Abstract

AbstractIn August 2021, Protocol 15 inserted the doctrine of the margin of appreciation into the preamble of the European Convention of Human Rights, presumably cementing what President Spano has referred to as the ‘Age of Subsidiarity’, in which the European Court of Human Rights applies the margin of appreciation more often and increases deference to state parties. This insertion was done on the behest of the High Contracting Parties as part of the Interlaken reform process, and there is already a strong narrative in certain member states and parts of the scholarly literature that this focus has prompted the Court to increase the usage of the margin of appreciation and therefore the deference to states, judging more frequently in their favour.
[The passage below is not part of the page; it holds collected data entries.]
use crate::config::SimConfig;
use crate::consist::{PowerAllocation, TrainConsist};
use crate::fault_injection::FaultInjector;
use crate::interfaces::{Notifier, PowerGrid, SignalLookup, SpatialQuery};
use crate::notice::NoticeChannel;
use crate::safety::{SafetyActions, SafetyLevel, SafetySupervisor};
use crate::signal::SignalSighting;
use crate::telemetry::{TelemetryCollector, TelemetryFrame};
use serde::{Deserialize, Serialize};
use tracing::{debug, info};

/// Brake level added per km/h over the supervised limit.
const OVERSPEED_BRAKE_GAIN: f32 = 10.0;

/// Driver or automatic operation demand for one tick.
#[derive(Debug, Clone, Copy, Default, PartialEq, Serialize, Deserialize)]
pub struct DriverInput {
    pub power_level: f32,
    pub brake_level: f32,
}

impl DriverInput {
    pub fn power(level: f32) -> Self {
        Self {
            power_level: level,
            brake_level: 0.0,
        }
    }

    pub fn brake(level: f32) -> Self {
        Self {
            power_level: 0.0,
            brake_level: level,
        }
    }

    pub fn coast() -> Self {
        Self::default()
    }
}

#[derive(Debug, Clone, PartialEq, Serialize)]
pub struct TickReport {
    pub tick: u64,
    pub position_m: f64,
    pub distance_m: f32,
    pub speed_kmh: f32,
    pub max_speed_kmh: f32,
    pub speed_limit_kmh: Option<f32>,
    pub power: Option<PowerAllocation>,
    pub brake_level: f32,
    pub overspeed: bool,
    pub safety_level: SafetyLevel,
    pub emergency_latched: bool,
    pub advisory_speed: Option<f32>,
    pub signal: Option<SignalSighting>,
    pub signal_unavailable: bool,
    pub faults_injected: usize,
    pub notices_delivered: usize,
    pub telemetry: Option<TelemetryFrame>,
}

/// One consist on one line: the consist, its supervisor and the host
/// collaborators, advanced one fixed tick at a time.
pub struct Simulation<S: SpatialQuery, G: PowerGrid> {
    config: SimConfig,
    tick: u64,
    consist: TrainConsist,
    supervisor: SafetySupervisor,
    fault_injector: FaultInjector,
    telemetry: TelemetryCollector,
    notices: NoticeChannel,
    spatial: S,
    grid: G,
    notifier: Box<dyn Notifier + Send>,
}

impl<S: SpatialQuery, G: PowerGrid> Simulation<S, G> {
    pub fn new(
        config: SimConfig,
        consist: TrainConsist,
        spatial: S,
        grid: G,
        notifier: Box<dyn Notifier + Send>,
    ) -> Self {
        info!(
            "Simulation for consist {} ({} cars, tick {} ms)",
            consist.id(),
            consist.car_count(),
            config.tick_ms
        );

        Self {
            supervisor: SafetySupervisor::with_config(config.safety.clone()),
            fault_injector: FaultInjector::new_with_config(config.fault_injection.clone()),
            telemetry: TelemetryCollector::with_rate(config.telemetry_rate_ticks),
            notices: NoticeChannel::new(),
            tick: 0,
            config,
            consist,
            spatial,
            grid,
            notifier,
        }
    }

    pub fn tick(&mut self, input: DriverInput) -> TickReport {
        self.tick += 1;
        let tick = self.tick;
        let dt_s = self.config.tick_seconds();
        self.notices.begin_tick(tick);

        let lookup = self
            .spatial
            .lookup_signal(self.consist.position_m(), self.supervisor.config().lookahead_m);

        let actions = self
            .supervisor
            .evaluate(tick, &self.consist, &lookup, &mut self.notices);
        if actions.apply_emergency_brake {
            self.consist.apply_emergency_brake();
        }

        let faults_injected = self.fault_injector.update(&mut self.consist).len();

        self.consist.update(dt_s, &self.grid, &mut self.notices);

        let speed_limit = self.speed_limit(&lookup, &actions);
        let (power, brake_level, overspeed) = self.apply_commands(input, &actions, speed_limit);

        let distance_m = self.consist.advance(dt_s);
        self.consist.recompute_max_speed();

        let notices_delivered = self.notices.drain_into(self.notifier.as_mut());
        let safety = self.supervisor.get_state();
        let telemetry = self.telemetry.collect(tick, &self.consist, safety);

        TickReport {
            tick,
            position_m: self.consist.position_m(),
            distance_m,
            speed_kmh: self.consist.speed_kmh(),
            max_speed_kmh: self.consist.max_speed(),
            speed_limit_kmh: speed_limit,
            power,
            brake_level,
            overspeed,
            safety_level: safety.safety_level,
            emergency_latched: safety.emergency_latched,
            advisory_speed: safety.advisory_speed,
            signal: lookup.sighting().cloned(),
            signal_unavailable: lookup == SignalLookup::Unavailable,
            faults_injected,
            notices_delivered,
            telemetry,
        }
    }

    /// Supervised ceiling: consist max speed and signal ceiling under ATP,
    /// the advisory target under ATO.
    fn speed_limit(&self, lookup: &SignalLookup, actions: &SafetyActions) -> Option<f32> {
        let atp_limit = self.consist.atp_enabled().then(|| {
            let signal_limit = lookup.sighting().map_or(f32::INFINITY, |s| s.max_speed);
            self.consist.max_speed().min(signal_limit)
        });

        match (atp_limit, actions.advisory_speed) {
            (Some(atp), Some(advisory)) => Some(atp.min(advisory)),
            (limit, None) | (None, limit) => limit,
        }
    }

    fn apply_commands(
        &mut self,
        input: DriverInput,
        actions: &SafetyActions,
        speed_limit: Option<f32>,
    ) -> (Option<PowerAllocation>, f32, bool) {
        if actions.suppress_power {
            return (None, 100.0, false);
        }

        let speed = self.consist.speed_kmh();
        let excess = speed_limit.map_or(0.0, |limit| speed - limit);
        let overspeed = excess > 0.0;
        let overspeed_brake = (excess * OVERSPEED_BRAKE_GAIN).clamp(0.0, 100.0);
        if overspeed {
            debug!(
                "Overspeed {:.1} km/h over limit, service brake {:.0}",
                excess, overspeed_brake
            );
        }

        let power_level = if overspeed || input.brake_level > 0.0 {
            0.0
        } else {
            input.power_level
        };
        let power = self.consist.apply_power(power_level, &mut self.notices);

        let brake_level = input.brake_level.clamp(0.0, 100.0).max(overspeed_brake);
        self.consist.apply_brake(brake_level);

        (Some(power), brake_level, overspeed)
    }

    /// Operator acknowledgement of an emergency stop. Returns whether a
    /// latch was released.
    pub fn release_emergency(&mut self) -> bool {
        self.notices.begin_tick(self.tick);
        let actions = self.supervisor.release(self.tick, &mut self.notices);
        if actions.release_brakes {
            self.consist.release_brakes();
        }
        self.notices.drain_into(self.notifier.as_mut());
        actions.release_brakes
    }

    pub fn tick_count(&self) -> u64 {
        self.tick
    }

    pub fn config(&self) -> &SimConfig {
        &self.config
    }

    pub fn consist(&self) -> &TrainConsist {
        &self.consist
    }

    pub fn consist_mut(&mut self) -> &mut TrainConsist {
        &mut self.consist
    }

    pub fn supervisor(&self) -> &SafetySupervisor {
        &self.supervisor
    }

    pub fn fault_injector(&self) -> &FaultInjector {
        &self.fault_injector
    }

    pub fn fault_injector_mut(&mut self) -> &mut FaultInjector {
        &mut self.fault_injector
    }

    /// Repairs every car carrying an injected fault.
    pub fn clear_injected_faults(&mut self) -> usize {
        self.fault_injector.clear_faults(&mut self.consist, None)
    }

    pub fn telemetry(&self) -> &TelemetryCollector {
        &self.telemetry
    }

    pub fn track(&self) -> &S {
        &self.spatial
    }

    pub fn track_mut(&mut self) -> &mut S {
        &mut self.spatial
    }

    pub fn grid(&self) -> &G {
        &self.grid
    }

    /// Ends the run and hands the consist back.
    pub fn into_consist(self) -> TrainConsist {
        self.consist
    }
}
This article hypothesizes, however, that the increased usage of the margin of appreciation language which has been taken as proof for this narrative, might not, in fact, indicate higher levels of deference. Rather, the language of the margin of appreciation could be the result of usage by other actors or a marker of complexity for so-called ‘hard cases’. To investigate this relationship, the article applies a mixed legal-doctrinal and quantitative methodology to analyse who in the case law invokes the doctrine, what their purpose is for doing so, and what adjudicative consequences follow. It finds that usage of the margin-language topped well before the Interlaken process began, that governments are not the most frequent invokers and that, statistically speaking, states are no more likely to win margin-cases than other cases.